From previous posters, it sounds like BrainTree has a solution that meets this requirement. Obviously we provide a solution as well (otherwise I would not be chiming in). A few on the list I know nothing about. I'm certain that a couple on the list do not have solutions that meet this requirement -- instead they only offer traditional tokenization where, at a minimum, card holder data is passed through your site to get the token. Using a traditional tokenization model, your site is fully in PCI scope. Do your research.

lyricAKP
03-25-2008, 06:10 AM
I am surprised that more merchants aren't exploring semi-integrated or even non-integrated payment solutions.
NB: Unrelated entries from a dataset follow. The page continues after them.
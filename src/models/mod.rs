//! Data models for rechub
//!
//! The canonical recording schema shared by every source, and the result
//! envelope handed to callers.

pub mod recording;

pub use recording::{Owner, Recording, RecordingsEnvelope, Site, SourceKind};
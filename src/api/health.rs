//! Health check endpoint

use axum::{extract::State, routing::get, Json, Router};
use chrono::Utc;
use serde::Serialize;

use crate::AppState;

/// Health check response
#[derive(Debug, Serialize)]
pub struct HealthResponse {
    /// Service status (e.g., "ok")
    pub status: String,
    /// Module name ("rechub")
    pub module: String,
    /// Crate version from Cargo.toml
    pub version: String,
    /// Seconds since service started
    pub uptime_seconds: u64,
    /// Most recent fetch error, if the last fetch failed
    #[serde(skip_serializing_if = "Option::is_none")]
    pub last_error: Option<String>,
}

/// GET /health
pub async fn health_check(State(state): State<AppState>) -> Json<HealthResponse> {
    let uptime = Utc::now().signed_duration_since(state.startup_time);
    let uptime_seconds = uptime.num_seconds().max(0) as u64;

    let last_error = state.orchestrator.state().await.error;

    Json(HealthResponse {
        status: "ok".to_string(),
        module: "rechub".to_string(),
        version: env!("CARGO_PKG_VERSION").to_string(),
        uptime_seconds,
        last_error,
    })
}

/// Build health check routes
pub fn health_routes() -> Router<AppState> {
    Router::new().route("/health", get(health_check))
}
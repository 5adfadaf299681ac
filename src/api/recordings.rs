//! Recording listing endpoints

use axum::{
    extract::{Query, State},
    routing::get,
    Json, Router,
};
use chrono::{Days, NaiveDate, Utc};
use serde::Deserialize;

use crate::error::{ApiError, ApiResult};
use crate::models::{RecordingsEnvelope, SourceKind};
use crate::orchestrator::{FetchRequest, FetchState};
use crate::sources::FetchRange;
use crate::AppState;

/// Query parameters for GET /api/recordings
#[derive(Debug, Default, Deserialize)]
pub struct RecordingsQuery {
    /// Source filter, `phone` (default) or `meetings`
    pub source: Option<String>,
    /// Range start, `YYYY-MM-DD`; defaults to seven days before `to`
    pub from: Option<String>,
    /// Range end, `YYYY-MM-DD`; defaults to today
    pub to: Option<String>,
    /// Upstream page size; defaults to the configured value
    pub page_size: Option<u32>,
    /// Demo-mode override; defaults to the configured value
    pub demo: Option<bool>,
}

fn parse_source(raw: Option<&str>) -> ApiResult<SourceKind> {
    match raw {
        None | Some("phone") => Ok(SourceKind::Phone),
        Some("meetings") => Ok(SourceKind::Meetings),
        Some(other) => Err(ApiError::BadRequest(format!(
            "Unknown source '{}', expected 'phone' or 'meetings'",
            other
        ))),
    }
}

fn parse_date(raw: &str, field: &str) -> ApiResult<NaiveDate> {
    NaiveDate::parse_from_str(raw, "%Y-%m-%d").map_err(|_| {
        ApiError::BadRequest(format!(
            "Invalid '{}' date '{}', expected YYYY-MM-DD",
            field, raw
        ))
    })
}

fn resolve_range(query: &RecordingsQuery) -> ApiResult<FetchRange> {
    let to = match query.to.as_deref() {
        Some(raw) => parse_date(raw, "to")?,
        None => Utc::now().date_naive(),
    };
    let from = match query.from.as_deref() {
        Some(raw) => parse_date(raw, "from")?,
        None => to.checked_sub_days(Days::new(7)).unwrap_or(to),
    };

    if from > to {
        return Err(ApiError::BadRequest(format!(
            "Range start {} is after range end {}",
            from, to
        )));
    }

    Ok(FetchRange::new(from, to))
}

/// GET /api/recordings
///
/// Runs one fetch through the orchestrator and returns the result envelope.
/// Upstream failures surface as 502 with the upstream's status and body in
/// the message.
pub async fn list_recordings(
    State(state): State<AppState>,
    Query(query): Query<RecordingsQuery>,
) -> ApiResult<Json<RecordingsEnvelope>> {
    let source = parse_source(query.source.as_deref())?;
    let range = resolve_range(&query)?;

    let request = FetchRequest {
        source,
        range,
        page_size: query.page_size.unwrap_or(state.config.page_size),
        demo_mode: query.demo.unwrap_or(state.config.demo_mode),
    };

    let envelope = state.orchestrator.fetch(request).await?;
    Ok(Json(envelope))
}

/// GET /api/recordings/state
///
/// Snapshot of the orchestrator's published state, stale result included.
pub async fn fetch_state(State(state): State<AppState>) -> Json<FetchState> {
    Json(state.orchestrator.state().await)
}

/// Build recording routes
pub fn recordings_routes() -> Router<AppState> {
    Router::new()
        .route("/api/recordings", get(list_recordings))
        .route("/api/recordings/state", get(fetch_state))
}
Just because the CHD traverses your network doesn't mean you'll end up doing the same work.

We're a large tier 1 merchant with thousands of retail stores and we're looking at doing this because the cost of being PCI compliant (and now PABP compliant) is something we see growing year after year. We've already spent millions. We're looking for ways to remove credit card processing from our POS registers completely if we can.

Matter of fact I'm on this site today to see if other retailers are starting to move in this direction or not.

pcigal
03-25-2008, 10:10 AM
Here are a list of companies that provide similar services...(not a complete list be should be enough to get started)

3Delta
EPX
MerchantLink
TrustCommerce
Shift4
BrainTree
NetworkMerchants

I looked on Visa's website.. and it doesn't appear BrainTree is a certified CISP. But they are on the PCI Security Standards Council. Could that be right? If they aren't a CISP, and your processing bank is Visa, I'd look elsewhere.

Chris, please correct me if I'm wrong.

Shift4SMS
03-25-2008, 11:15 AM
I looked on Visa's website.. and it doesn't appear BrainTree is a certified CISP. But they are on the PCI Security Standards Council.I have not looked but they might be in the same boat we are in that Visa has two lists. One is the PABP Validated Payment Applications; the other is the CISP List of Compliant Service Providers. You most likely checked the first. Our primary service offering is not on the PABP list and it confuses people all the time and we have to refer them to the provider list.

Hope this helps.

cmark
03-25-2008, 03:56 PM
BrainTree appears to white-label another offering.

pcigal
03-26-2008, 04:26 AM
I have not looked but they might be in the same boat we are in that Visa has two lists. One is the PABP Validated Payment Applications; the other is the CISP List of Compliant Service Providers. You most likely checked the first. Our primary service offering is not on the PABP list and it confuses people all the time and we have to refer them to the provider list.

Hope this helps.

They are not on either list (PABP or CISP).
Chris - Whose product are they White-labeling?

cmark
03-27-2008, 05:31 AM
I don't know for sure. If they actually had their own offering they would be required to be registered as a Visa Agent and listed on the Visa website. Since they are not then my thought is that the solution is being white labeled.